One of the main strands of Islamic theology is Sunni Kalam (theology). There were two main groups belonging to this type of Kalam, one being the Ash’ari creed and the other being the Ath’ari creed (Winter, 2008). Ar-Rāzī was a famous Ash’ari theologian, and some of those in this creed would also take this outlook on aql and Naql. Nonetheless there was opposition to this radical view. Ibn Taymiyyah was a Turkish scholar, born in 1263 AD and belonged to the Ath’ari creed. He advocated for simplistic Kalam; based on the authentic Islamic doctrines, namely Qur’an and Sunnah (Actions of the last Prophet of Islam Muhammad PBUH). He confronted the use of speculative Kalam consisting of Logic (Rosenthal, 1970 p206).


Ibn Taymiyyah opposed the principle that Ar-Rāzī documented in the second paragraph above (Qadhi, 2013 p95). The significance of this principle is that Ar-Rāzī believed the Qur’an encouraged the use of reason to a degree that even non-Quranic reason, could surpass the Quranic text. Ibn Taymiyyah wrote 11 volumes in response to Ta’sis al-Taqdis, mainly attacking Ar-Rāzī’s ‘universal principle’. He analysed Ta’sis al-Taqdis, which entailed forty-four points on why he believes the principle is flawed. Moreover, he provides his view on what value aql has against Naql.


I will only present two of the points Ibn Taymiyyah writes about and in the end give his verdict on aql against Naql (reason against revelation). One of the points mentioned in Dar al Ta’arud (Ibn Taymiyyah’s response), is that evidences should be weighed accordance to their value of truth. Not if it is intellectual or scriptural. In Ta’sis al Taqdis, Ar-Rāzī explicitly gives superiority to the aql and gives conclusions based on that. However, for Ibn Taymiyyah, this premise is flawed. An evidence should be accepted because it is true, not because it is scriptural or rational. The binary distinction of aql and Naql is an incorrect way of viewing the world, as they both should be acknowledged based on their value of truth (Qadhi, 2013).


Ibn Taymiyyah also asks the question: what do you mean by Aql? Of course, it is non-Quranic reasoning but he asks the question of what specific aql Ar-Rāzī puts to such a high status. Ibn Taymiyyah then writes that if acquired knowledge is being described, then this changes from person to person and time to time. What is considered as concrete knowledge today, may not be considered as concrete knowledge tomorrow (Qadhi, 2013).
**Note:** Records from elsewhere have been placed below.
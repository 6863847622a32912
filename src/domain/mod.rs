use serde::{Deserialize, Serialize};

/// The closed set of types a schema field can take.
#[derive(Debug, Clone, Copy, PartialEq, Eq, Serialize, Deserialize)]
#[serde(rename_all = "lowercase")]
pub enum FieldType {
    String,
    Number,
    Boolean,
    Object,
    Array,
    Date,
}

impl FieldType {
    pub fn as_str(&self) -> &'static str {
        match self {
            Self::String => "string",
            Self::Number => "number",
            Self::Boolean => "boolean",
            Self::Object => "object",
            Self::Array => "array",
            Self::Date => "date",
        }
    }
}

/// One node of a schema tree as authored by the form UI.
///
/// Everything except `type` is optional on the wire: trees arrive in
/// whatever half-finished state the editor has them in, and the generator
/// copes rather than rejects.
#[derive(Debug, Clone, Serialize, Deserialize)]
pub struct Field {
    /// Opaque editor-assigned token, used only for identity comparisons.
    #[serde(default)]
    pub id: String,
    /// Key under which the generated value is emitted. May be empty while
    /// the field is still being edited.
    #[serde(default)]
    pub name: String,
    #[serde(rename = "type")]
    pub field_type: FieldType,
    /// Advisory only; the generator never omits a field based on it.
    #[serde(default)]
    pub required: bool,
    /// Meaningful on root-level string/number fields.
    #[serde(default)]
    pub is_primary_key: bool,
    /// Child fields, present for object fields.
    #[serde(default, skip_serializing_if = "Option::is_none")]
    pub children: Option<Vec<Field>>,
    /// Element type, present for array fields.
    #[serde(default, skip_serializing_if = "Option::is_none")]
    pub array_item_type: Option<FieldType>,
    /// Element schema, present for arrays of objects.
    #[serde(default, skip_serializing_if = "Option::is_none")]
    pub array_item_schema: Option<Vec<Field>>,
    /// Inclusive lower bound for generated dates (`YYYY-MM-DD`).
    #[serde(default, skip_serializing_if = "Option::is_none")]
    pub date_min: Option<String>,
    /// Inclusive upper bound for generated dates (`YYYY-MM-DD`).
    #[serde(default, skip_serializing_if = "Option::is_none")]
    pub date_max: Option<String>,
}

impl Default for Field {
    fn default() -> Self {
        Self {
            id: String::new(),
            name: String::new(),
            field_type: FieldType::String,
            required: false,
            is_primary_key: false,
            children: None,
            array_item_type: None,
            array_item_schema: None,
            date_min: None,
            date_max: None,
        }
    }
}

/// A named snapshot of a schema tree, as stored by the template store.
#[derive(Debug, Clone, Serialize, Deserialize)]
pub struct SchemaTemplate {
    pub id: String,
    pub name: String,
    pub schema: Vec<Field>,
    #[serde(default)]
    pub created_at: String,
}
//! Template persistence layer
//!
//! File-backed storage for named schema templates, plus the fixed set of
//! built-in example templates that every installation exposes.

pub mod error;
pub mod store;

pub use error::PersistenceError;
pub use store::{builtin_templates, FileTemplateStore, TemplateStore};

#[cfg(test)]
mod store_test;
We can see this falsifiable nature in science. Ibn Taymiyyah mentions that science and astronomy is one of the most concrete truths one can get to, however our understanding can change. We may consider something scientific fact today, but that can get falsified in the future. He then goes onto say that questions of ethics and God’s attributes are much more philosophical issues than astronomy and science. Therefore, the answers are up for more debate (Salim, 1979-1981). One cannot use pure reason to derive truths of theological issues too often, like God’s attributes. Even if one were to understandings would change and differ, even from person to person. Furthermore, subjects like astronomy and science have never contradicted the Qur’an so how can finer, theological issues like God’s attributes contradict the Qur’an (Salim, 1979-1981).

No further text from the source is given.